Go line by line through the entries below and count those containing the string "least"; give only the count.

##### GIVEN RECORDS #####

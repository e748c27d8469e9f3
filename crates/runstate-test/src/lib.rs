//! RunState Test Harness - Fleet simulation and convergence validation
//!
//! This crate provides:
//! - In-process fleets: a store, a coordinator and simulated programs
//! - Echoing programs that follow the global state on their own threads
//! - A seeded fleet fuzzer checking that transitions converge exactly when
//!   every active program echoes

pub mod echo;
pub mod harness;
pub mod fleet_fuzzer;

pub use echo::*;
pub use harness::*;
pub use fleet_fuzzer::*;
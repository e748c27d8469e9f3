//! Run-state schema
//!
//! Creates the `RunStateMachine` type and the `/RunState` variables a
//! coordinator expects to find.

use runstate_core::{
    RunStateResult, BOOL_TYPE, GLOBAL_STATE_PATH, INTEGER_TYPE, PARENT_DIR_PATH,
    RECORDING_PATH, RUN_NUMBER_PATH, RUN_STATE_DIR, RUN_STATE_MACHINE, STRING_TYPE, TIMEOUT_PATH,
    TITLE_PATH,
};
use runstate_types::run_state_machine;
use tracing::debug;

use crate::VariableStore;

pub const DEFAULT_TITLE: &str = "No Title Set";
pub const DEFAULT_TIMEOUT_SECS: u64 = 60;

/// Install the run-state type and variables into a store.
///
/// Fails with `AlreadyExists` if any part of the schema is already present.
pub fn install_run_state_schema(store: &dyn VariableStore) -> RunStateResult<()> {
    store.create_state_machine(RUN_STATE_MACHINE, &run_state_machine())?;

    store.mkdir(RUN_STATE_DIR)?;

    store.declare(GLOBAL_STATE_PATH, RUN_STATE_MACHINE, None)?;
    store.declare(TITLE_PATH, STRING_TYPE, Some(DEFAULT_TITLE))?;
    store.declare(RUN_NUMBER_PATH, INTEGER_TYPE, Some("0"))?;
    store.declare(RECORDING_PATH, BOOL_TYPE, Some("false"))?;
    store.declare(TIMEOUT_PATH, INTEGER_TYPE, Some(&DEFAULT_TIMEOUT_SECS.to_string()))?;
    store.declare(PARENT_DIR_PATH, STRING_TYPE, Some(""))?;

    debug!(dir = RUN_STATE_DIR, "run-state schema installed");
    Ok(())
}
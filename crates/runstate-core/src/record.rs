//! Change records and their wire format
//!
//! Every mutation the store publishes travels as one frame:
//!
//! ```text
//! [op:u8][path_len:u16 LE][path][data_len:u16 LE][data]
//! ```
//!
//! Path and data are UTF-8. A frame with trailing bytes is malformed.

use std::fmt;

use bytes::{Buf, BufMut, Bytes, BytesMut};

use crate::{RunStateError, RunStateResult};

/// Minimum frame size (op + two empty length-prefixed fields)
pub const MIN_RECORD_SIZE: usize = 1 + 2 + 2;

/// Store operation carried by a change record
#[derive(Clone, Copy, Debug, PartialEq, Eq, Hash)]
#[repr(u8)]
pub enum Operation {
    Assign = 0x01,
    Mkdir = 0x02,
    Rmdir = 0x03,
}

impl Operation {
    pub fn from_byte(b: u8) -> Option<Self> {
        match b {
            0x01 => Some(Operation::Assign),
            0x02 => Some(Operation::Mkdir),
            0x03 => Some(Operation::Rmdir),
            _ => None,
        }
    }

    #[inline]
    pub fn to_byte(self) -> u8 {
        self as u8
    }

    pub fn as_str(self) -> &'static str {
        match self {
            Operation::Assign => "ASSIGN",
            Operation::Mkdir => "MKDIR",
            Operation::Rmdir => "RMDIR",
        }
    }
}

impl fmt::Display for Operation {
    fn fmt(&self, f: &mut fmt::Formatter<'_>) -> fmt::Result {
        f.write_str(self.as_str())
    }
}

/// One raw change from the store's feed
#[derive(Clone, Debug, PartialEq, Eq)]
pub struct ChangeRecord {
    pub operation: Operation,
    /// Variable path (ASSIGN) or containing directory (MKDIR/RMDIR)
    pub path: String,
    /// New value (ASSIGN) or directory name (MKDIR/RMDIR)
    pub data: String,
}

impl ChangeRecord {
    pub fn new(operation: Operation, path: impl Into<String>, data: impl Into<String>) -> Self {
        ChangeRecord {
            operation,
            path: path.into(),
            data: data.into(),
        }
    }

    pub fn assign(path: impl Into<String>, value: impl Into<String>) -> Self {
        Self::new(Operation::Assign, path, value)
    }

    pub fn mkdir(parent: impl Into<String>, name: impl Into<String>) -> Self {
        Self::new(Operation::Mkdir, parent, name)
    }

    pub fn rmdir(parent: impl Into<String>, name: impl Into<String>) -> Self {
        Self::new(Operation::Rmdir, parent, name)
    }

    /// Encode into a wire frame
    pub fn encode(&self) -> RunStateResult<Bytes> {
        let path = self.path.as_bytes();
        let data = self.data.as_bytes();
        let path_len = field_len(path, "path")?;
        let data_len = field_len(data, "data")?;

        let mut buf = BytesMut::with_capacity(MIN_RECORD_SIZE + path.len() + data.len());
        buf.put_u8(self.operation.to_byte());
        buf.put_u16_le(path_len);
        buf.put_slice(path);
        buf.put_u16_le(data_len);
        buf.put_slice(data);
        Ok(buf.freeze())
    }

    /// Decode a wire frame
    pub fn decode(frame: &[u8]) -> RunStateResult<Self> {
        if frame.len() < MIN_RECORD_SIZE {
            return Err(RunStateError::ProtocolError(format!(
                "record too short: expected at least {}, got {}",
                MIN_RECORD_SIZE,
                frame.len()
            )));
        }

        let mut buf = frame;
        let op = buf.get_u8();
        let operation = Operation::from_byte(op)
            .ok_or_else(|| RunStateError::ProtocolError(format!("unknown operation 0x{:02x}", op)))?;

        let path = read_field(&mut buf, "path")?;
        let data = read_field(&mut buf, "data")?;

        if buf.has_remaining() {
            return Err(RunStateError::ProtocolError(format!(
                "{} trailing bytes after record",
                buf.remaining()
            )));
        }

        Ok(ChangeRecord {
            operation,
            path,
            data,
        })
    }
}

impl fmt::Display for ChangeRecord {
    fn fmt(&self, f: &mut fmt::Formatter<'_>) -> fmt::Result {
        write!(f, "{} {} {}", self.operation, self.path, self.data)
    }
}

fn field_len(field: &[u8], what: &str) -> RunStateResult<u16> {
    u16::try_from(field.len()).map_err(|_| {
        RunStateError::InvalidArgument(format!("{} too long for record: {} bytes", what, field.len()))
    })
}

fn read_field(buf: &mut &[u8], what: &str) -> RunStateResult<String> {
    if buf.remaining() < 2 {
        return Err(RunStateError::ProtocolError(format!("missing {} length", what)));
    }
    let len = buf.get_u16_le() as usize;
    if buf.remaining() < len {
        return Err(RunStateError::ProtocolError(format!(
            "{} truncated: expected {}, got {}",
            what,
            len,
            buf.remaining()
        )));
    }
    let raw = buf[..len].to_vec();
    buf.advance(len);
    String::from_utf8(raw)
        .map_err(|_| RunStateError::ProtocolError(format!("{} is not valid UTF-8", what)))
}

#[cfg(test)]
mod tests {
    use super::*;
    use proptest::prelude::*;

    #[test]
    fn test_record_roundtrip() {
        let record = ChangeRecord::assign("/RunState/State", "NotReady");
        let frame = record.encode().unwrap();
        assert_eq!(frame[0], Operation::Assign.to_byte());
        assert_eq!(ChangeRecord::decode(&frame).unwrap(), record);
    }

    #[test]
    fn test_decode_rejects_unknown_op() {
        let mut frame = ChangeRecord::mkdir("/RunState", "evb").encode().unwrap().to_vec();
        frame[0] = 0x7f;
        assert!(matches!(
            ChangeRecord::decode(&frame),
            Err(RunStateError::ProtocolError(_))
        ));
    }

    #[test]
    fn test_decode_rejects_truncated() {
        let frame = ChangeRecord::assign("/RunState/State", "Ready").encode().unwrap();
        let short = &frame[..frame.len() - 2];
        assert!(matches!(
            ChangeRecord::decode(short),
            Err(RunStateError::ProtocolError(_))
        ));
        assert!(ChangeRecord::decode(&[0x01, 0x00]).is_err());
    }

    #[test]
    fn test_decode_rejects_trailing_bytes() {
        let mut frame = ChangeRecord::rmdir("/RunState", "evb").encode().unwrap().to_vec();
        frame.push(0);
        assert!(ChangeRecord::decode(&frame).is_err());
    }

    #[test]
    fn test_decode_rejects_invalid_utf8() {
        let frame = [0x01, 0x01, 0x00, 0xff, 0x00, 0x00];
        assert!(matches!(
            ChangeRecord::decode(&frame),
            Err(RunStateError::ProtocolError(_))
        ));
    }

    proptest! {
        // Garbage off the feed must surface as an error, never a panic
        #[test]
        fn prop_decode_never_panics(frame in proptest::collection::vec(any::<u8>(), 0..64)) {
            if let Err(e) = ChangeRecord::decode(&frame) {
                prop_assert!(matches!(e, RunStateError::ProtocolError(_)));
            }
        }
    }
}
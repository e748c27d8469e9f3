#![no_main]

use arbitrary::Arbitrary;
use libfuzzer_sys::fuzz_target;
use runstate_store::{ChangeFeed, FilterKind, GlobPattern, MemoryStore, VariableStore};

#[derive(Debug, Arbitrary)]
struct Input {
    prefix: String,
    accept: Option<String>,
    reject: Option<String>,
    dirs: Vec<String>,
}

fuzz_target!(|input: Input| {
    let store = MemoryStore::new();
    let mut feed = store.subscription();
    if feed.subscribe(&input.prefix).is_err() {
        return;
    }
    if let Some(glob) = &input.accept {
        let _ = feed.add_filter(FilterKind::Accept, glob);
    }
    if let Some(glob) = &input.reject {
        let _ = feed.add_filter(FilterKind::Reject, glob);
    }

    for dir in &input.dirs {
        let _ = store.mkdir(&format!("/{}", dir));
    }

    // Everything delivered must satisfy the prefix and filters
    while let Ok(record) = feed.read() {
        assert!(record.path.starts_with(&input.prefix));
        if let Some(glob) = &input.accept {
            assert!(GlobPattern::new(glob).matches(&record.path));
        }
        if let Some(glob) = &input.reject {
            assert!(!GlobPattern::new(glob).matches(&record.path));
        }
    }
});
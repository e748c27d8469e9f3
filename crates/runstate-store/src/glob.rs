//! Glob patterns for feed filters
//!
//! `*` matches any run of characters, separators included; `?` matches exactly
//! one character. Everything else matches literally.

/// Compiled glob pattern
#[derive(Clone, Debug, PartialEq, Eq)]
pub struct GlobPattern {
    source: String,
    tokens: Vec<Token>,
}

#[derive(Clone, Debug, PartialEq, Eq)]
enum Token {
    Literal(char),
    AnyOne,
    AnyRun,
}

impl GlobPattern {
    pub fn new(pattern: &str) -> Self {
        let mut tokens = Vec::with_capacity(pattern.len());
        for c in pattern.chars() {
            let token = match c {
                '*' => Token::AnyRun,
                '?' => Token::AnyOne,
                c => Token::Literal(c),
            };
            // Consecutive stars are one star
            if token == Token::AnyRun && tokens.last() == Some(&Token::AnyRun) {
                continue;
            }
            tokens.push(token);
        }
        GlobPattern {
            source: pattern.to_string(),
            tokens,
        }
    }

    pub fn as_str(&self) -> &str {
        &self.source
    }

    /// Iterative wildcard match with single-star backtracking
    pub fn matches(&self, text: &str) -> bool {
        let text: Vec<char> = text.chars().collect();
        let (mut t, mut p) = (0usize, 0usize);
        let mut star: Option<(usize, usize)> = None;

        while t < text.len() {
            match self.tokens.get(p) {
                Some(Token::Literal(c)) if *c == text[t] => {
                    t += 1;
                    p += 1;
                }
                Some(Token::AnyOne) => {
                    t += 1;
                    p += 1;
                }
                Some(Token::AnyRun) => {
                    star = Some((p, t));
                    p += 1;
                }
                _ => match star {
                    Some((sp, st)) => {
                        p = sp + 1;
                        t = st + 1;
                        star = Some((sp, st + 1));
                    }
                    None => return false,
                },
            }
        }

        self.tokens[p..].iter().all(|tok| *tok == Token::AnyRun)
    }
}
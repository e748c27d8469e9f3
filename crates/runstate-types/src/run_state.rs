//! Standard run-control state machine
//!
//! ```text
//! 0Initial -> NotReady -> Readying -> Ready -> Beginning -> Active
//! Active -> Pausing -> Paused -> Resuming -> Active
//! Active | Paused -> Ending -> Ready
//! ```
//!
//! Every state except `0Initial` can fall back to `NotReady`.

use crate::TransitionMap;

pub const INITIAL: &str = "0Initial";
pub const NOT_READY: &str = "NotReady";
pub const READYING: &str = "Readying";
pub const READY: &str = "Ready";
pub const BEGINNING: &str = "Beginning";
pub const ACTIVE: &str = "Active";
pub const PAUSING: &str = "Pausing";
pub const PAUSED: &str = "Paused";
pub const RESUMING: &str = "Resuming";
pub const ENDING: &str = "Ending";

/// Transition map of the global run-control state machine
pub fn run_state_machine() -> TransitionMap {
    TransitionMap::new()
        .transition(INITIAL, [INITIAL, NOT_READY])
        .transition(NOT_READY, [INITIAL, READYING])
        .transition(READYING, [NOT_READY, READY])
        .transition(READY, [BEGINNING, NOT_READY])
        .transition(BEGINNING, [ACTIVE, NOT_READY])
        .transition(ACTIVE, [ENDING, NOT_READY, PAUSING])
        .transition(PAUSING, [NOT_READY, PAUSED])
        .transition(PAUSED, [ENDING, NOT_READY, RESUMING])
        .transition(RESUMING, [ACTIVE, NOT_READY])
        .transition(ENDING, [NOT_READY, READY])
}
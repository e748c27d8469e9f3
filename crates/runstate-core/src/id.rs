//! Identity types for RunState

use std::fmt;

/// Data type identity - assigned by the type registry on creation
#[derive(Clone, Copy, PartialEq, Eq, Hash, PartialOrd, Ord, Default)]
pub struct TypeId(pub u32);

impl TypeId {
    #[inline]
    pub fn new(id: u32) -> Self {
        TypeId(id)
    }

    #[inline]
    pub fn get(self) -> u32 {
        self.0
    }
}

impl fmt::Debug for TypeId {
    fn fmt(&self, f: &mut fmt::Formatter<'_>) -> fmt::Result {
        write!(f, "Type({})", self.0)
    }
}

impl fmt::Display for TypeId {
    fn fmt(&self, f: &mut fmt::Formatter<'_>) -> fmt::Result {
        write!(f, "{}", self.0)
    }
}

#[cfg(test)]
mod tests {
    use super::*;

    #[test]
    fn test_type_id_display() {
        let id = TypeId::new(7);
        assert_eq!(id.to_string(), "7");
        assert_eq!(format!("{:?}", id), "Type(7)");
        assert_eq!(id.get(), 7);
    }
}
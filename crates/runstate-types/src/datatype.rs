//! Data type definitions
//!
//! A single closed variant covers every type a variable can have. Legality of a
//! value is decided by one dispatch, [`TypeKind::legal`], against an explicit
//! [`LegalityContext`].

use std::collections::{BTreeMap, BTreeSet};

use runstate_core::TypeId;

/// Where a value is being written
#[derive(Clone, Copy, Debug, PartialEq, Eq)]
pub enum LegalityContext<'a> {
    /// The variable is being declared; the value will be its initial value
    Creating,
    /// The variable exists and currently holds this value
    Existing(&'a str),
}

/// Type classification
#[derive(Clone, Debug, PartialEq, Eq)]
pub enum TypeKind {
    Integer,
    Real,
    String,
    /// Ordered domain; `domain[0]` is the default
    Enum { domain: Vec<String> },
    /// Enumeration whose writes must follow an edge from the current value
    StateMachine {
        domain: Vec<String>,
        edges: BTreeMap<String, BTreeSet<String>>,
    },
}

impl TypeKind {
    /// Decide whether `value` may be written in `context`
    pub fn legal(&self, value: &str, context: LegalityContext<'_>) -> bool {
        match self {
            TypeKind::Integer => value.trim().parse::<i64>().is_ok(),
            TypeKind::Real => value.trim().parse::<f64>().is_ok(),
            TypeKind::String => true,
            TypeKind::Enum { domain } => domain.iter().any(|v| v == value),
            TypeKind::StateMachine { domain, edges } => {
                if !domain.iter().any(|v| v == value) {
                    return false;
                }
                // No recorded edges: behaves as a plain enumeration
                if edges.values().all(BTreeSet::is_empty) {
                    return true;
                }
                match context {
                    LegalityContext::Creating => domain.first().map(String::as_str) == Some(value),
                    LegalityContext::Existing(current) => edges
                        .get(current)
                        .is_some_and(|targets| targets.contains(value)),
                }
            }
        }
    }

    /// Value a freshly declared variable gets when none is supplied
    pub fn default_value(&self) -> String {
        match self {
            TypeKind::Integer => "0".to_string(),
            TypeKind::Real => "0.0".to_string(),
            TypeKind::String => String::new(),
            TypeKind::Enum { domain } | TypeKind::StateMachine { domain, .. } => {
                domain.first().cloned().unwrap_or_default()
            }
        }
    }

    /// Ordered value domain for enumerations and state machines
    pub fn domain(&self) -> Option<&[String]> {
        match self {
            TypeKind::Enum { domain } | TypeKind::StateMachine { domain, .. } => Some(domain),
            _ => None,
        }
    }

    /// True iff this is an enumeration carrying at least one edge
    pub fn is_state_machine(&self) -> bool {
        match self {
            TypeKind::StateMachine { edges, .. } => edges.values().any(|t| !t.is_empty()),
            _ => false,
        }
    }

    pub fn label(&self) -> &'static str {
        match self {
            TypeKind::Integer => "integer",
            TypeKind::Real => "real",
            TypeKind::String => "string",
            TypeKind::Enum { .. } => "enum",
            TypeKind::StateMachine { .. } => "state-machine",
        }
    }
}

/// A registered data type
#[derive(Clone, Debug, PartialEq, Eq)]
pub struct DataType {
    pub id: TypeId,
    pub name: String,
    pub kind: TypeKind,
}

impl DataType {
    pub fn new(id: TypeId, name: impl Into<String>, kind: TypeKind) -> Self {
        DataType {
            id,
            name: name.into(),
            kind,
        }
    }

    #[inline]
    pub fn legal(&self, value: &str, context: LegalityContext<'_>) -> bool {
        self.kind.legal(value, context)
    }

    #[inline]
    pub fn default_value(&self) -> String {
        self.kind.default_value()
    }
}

#####

TASK RESPONSE ▸ 2